I have tennis elbow. What should I do and how should I train?

“The first thing to do is to think back to when this problem started. Is this the first time you have had it or have you had it on and off for a long time? Chronic tennis elbow or lateral epicondylitis is managed very differently than an acute case. If this is the first time you have had it ever or the first time in a very long time, then your case is acute and you should rest it, ice it frequently (2-3x/day if possible) and may benefit from anti-inflammatories. If this has been going on for a long time and continued training will cause it to recur even if it goes away, further recovery may not be total without more medical intervention. In general, you should stay away from activities that involve pulling or gripping like rows or carrying heavy bags until the pain resolves.

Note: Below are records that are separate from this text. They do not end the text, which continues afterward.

#[cfg(test)]
mod tests {
    use super::*;
    use crate::test_support::{RecordingNotifier, ScriptedDriver, ScriptedPrompter};

    fn settings(headless: bool) -> LoginSettings {
        LoginSettings {
            headless,
            step_timeout: Duration::from_secs(5),
            login_timeout: Duration::from_secs(30),
            wait_for_manual_login: false,
            max_login_attempts: 2,
        }
    }

    fn manager(
        account: Account,
        settings: LoginSettings,
        prompter: Option<Arc<dyn Prompter>>,
        sink: &RecordingNotifier,
    ) -> SessionManager {
        let alerts = Arc::new(Alerts::new(None, Arc::new(sink.clone())));
        SessionManager::new("store", account, 6, settings, prompter, alerts)
    }

    fn account() -> Account {
        Account {
            email: Some("alice@example.com".to_string()),
            password: Some("pw".to_string()),
            ..Account::default()
        }
    }

    #[tokio::test]
    async fn existing_sign_in_is_reused() {
        let sink = RecordingNotifier::default();
        let mut driver = ScriptedDriver::new().signed_in(&[true]).user("Alice");
        let handle = driver.handle();
        let session = manager(Account::default(), settings(true), None, &sink)
            .authenticate(&mut driver)
            .await
            .expect("session");
        assert_eq!(session.user(), "Alice");
        assert_eq!(session.state(), SessionState::Authenticated);
        assert!(!handle.calls().iter().any(|c| c.starts_with("login")));
    }

    #[tokio::test]
    async fn otp_is_derived_from_seed_and_submitted() {
        let sink = RecordingNotifier::default();
        let mut driver = ScriptedDriver::new()
            .login_signals(vec![Some(Signal::OtpRequired), Some(Signal::SignedIn)]);
        let handle = driver.handle();
        let mut acct = account();
        acct.otp_seed = Some("GEZDGNBVGY3TQOJQGEZDGNBVGY3TQOJQ".to_string());
        let session = manager(acct, settings(true), None, &sink)
            .authenticate(&mut driver)
            .await
            .expect("session");
        assert_eq!(session.user(), "alice@example.com");
        let calls = handle.calls();
        assert!(calls.iter().any(|c| c == "login:alice@example.com"));
        assert!(calls.iter().any(|c| c.starts_with("submit:otp:")));
    }

    #[tokio::test]
    async fn login_error_retries_until_attempts_run_out() {
        let sink = RecordingNotifier::default();
        let mut driver = ScriptedDriver::new()
            .login_signals(vec![Some(Signal::LoginError), Some(Signal::LoginError)]);
        let handle = driver.handle();
        let err = manager(account(), settings(true), None, &sink)
            .authenticate(&mut driver)
            .await
            .expect_err("rejected");
        assert!(matches!(err, EngineError::AuthenticationFailed { .. }));
        let logins = handle.calls().iter().filter(|c| c.starts_with("login:")).count();
        assert_eq!(logins, 2);
    }

    #[tokio::test]
    async fn captcha_notifies_once_and_keeps_waiting() {
        let sink = RecordingNotifier::default();
        let mut driver = ScriptedDriver::new()
            .login_signals(vec![Some(Signal::CaptchaShown), Some(Signal::SignedIn)]);
        manager(account(), settings(true), None, &sink)
            .authenticate(&mut driver)
            .await
            .expect("session");
        let sent = sink.sent();
        assert_eq!(sent.len(), 1);
        assert!(sent[0].summary.contains("captcha"));
    }

    #[tokio::test]
    async fn headless_without_credentials_notifies_and_fails_fast() {
        let sink = RecordingNotifier::default();
        let mut driver = ScriptedDriver::new();
        let err = manager(Account::default(), settings(true), None, &sink)
            .authenticate(&mut driver)
            .await
            .expect_err("unavailable");
        assert!(matches!(err, EngineError::AuthenticationUnavailable { .. }));
        assert!(err.already_notified());
        assert_eq!(sink.sent().len(), 1);
    }

    #[tokio::test(start_paused = true)]
    async fn interactive_without_credentials_times_out() {
        let sink = RecordingNotifier::default();
        let prompter: Arc<dyn Prompter> = Arc::new(ScriptedPrompter::new(Vec::new()));
        let mut cfg = settings(false);
        cfg.login_timeout = Duration::from_secs(1);
        let mut driver = ScriptedDriver::new();

        let started = Instant::now();
        let err = manager(Account::default(), cfg, Some(prompter), &sink)
            .authenticate(&mut driver)
            .await
            .expect_err("timed out");
        assert!(matches!(err, EngineError::AuthenticationFailed { .. }));
        assert!(started.elapsed() < Duration::from_secs(30));
        assert!(sink.sent().is_empty());
    }

    #[tokio::test(start_paused = true)]
    async fn hanging_login_page_fails_within_window() {
        let sink = RecordingNotifier::default();
        let mut driver = ScriptedDriver::new().login_signals(vec![None]);
        let started = Instant::now();
        let err = manager(account(), settings(true), None, &sink)
            .authenticate(&mut driver)
            .await
            .expect_err("window closed");
        assert!(err.to_string().contains("login window"));
        assert!(started.elapsed() <= Duration::from_secs(31));
    }

    #[tokio::test]
    async fn pin_without_configuration_fails() {
        let sink = RecordingNotifier::default();
        let mut driver = ScriptedDriver::new().login_signals(vec![Some(Signal::PinRequired)]);
        let err = manager(account(), settings(true), None, &sink)
            .authenticate(&mut driver)
            .await
            .expect_err("pin missing");
        assert!(err.to_string().contains("pin"));
    }

    #[tokio::test]
    async fn reauthentication_keeps_ledger_user() {
        let sink = RecordingNotifier::default();
        let mut driver = ScriptedDriver::new().signed_in(&[true, true]).user("Alice");
        let sessions = manager(Account::default(), settings(true), None, &sink);
        let mut session = sessions.authenticate(&mut driver).await.expect("session");
        sessions
            .reauthenticate(&mut driver, &mut session)
            .await
            .expect("reauth");
        assert_eq!(session.user(), "Alice");
        assert_eq!(session.state(), SessionState::Authenticated);
    }

    #[tokio::test]
    async fn close_is_idempotent() {
        let mut driver = ScriptedDriver::new();
        let handle = driver.handle();
        let mut session = Session::new("store");
        session.close(&mut driver, Duration::from_secs(1)).await;
        session.close(&mut driver, Duration::from_secs(1)).await;
        assert_eq!(session.state(), SessionState::Closed);
        assert_eq!(handle.calls().iter().filter(|c| *c == "close").count(), 1);
    }
}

Training should be resumed gradually and make sure you vary your exercises to spread out movements that involve gripping and pulling across your routine.”

4) Shoulder Clicking — asked by Roberto J. Solis

I had shoulder surgery about 18 months ago. I was doing fine, but now my shoulder clicks when I do decline bench presses. I like to do all three benches when I work my chest, but the clicking is getting bothersome. Any ideas?

“The click might be your humerus rolling over a tendon or a small defect in the cartilage of the joint socket. If you find the clicking gradually worsens and starts to be painful, a trip to the doctor might be needed. Otherwise, you can try using an adjustable bench that can vary the amount of decline. Try different amounts of decline and see if there are angles of your shoulder that can avoid the click. You can also try switching from declined bench to declined dumbbell presses and vary the distance of your elbows from your body or the width of your grip to find a click-free position. If all that fails and there are no other problems, you might just have to get used to it.”

5) Slammed Shoulder — asked by Mar D Mee

I was dumped on my shoulder in a poorly executed Judo throw and my shoulder was pushed forward a fraction of an inch. There were no tears and I now have full range of motion, but it still is a nuisance pain. I can train through it but I’m concerned about further damage. Can I do permanent damage to my shoulder? Can I do anything to get it back and place? I have been seeing a chiropractor and doing some physical therapy on my own.

“Soft tissue injuries can occur and not show up on exams or imaging studies. You may have strained the soft tissue structures of the shoulder joint socket. The pain may represent some instability in your shoulder causing irritation to the joint or it can be residual irritation from the initial trauma. The capsule does have a limited ability to repair itself and the pain may go away after a while with rest and regular icing. You may want to gently strengthen your rotator cuff to enhance joint stability. If the pain persists or worsens, contact a doctor or physical therapist.”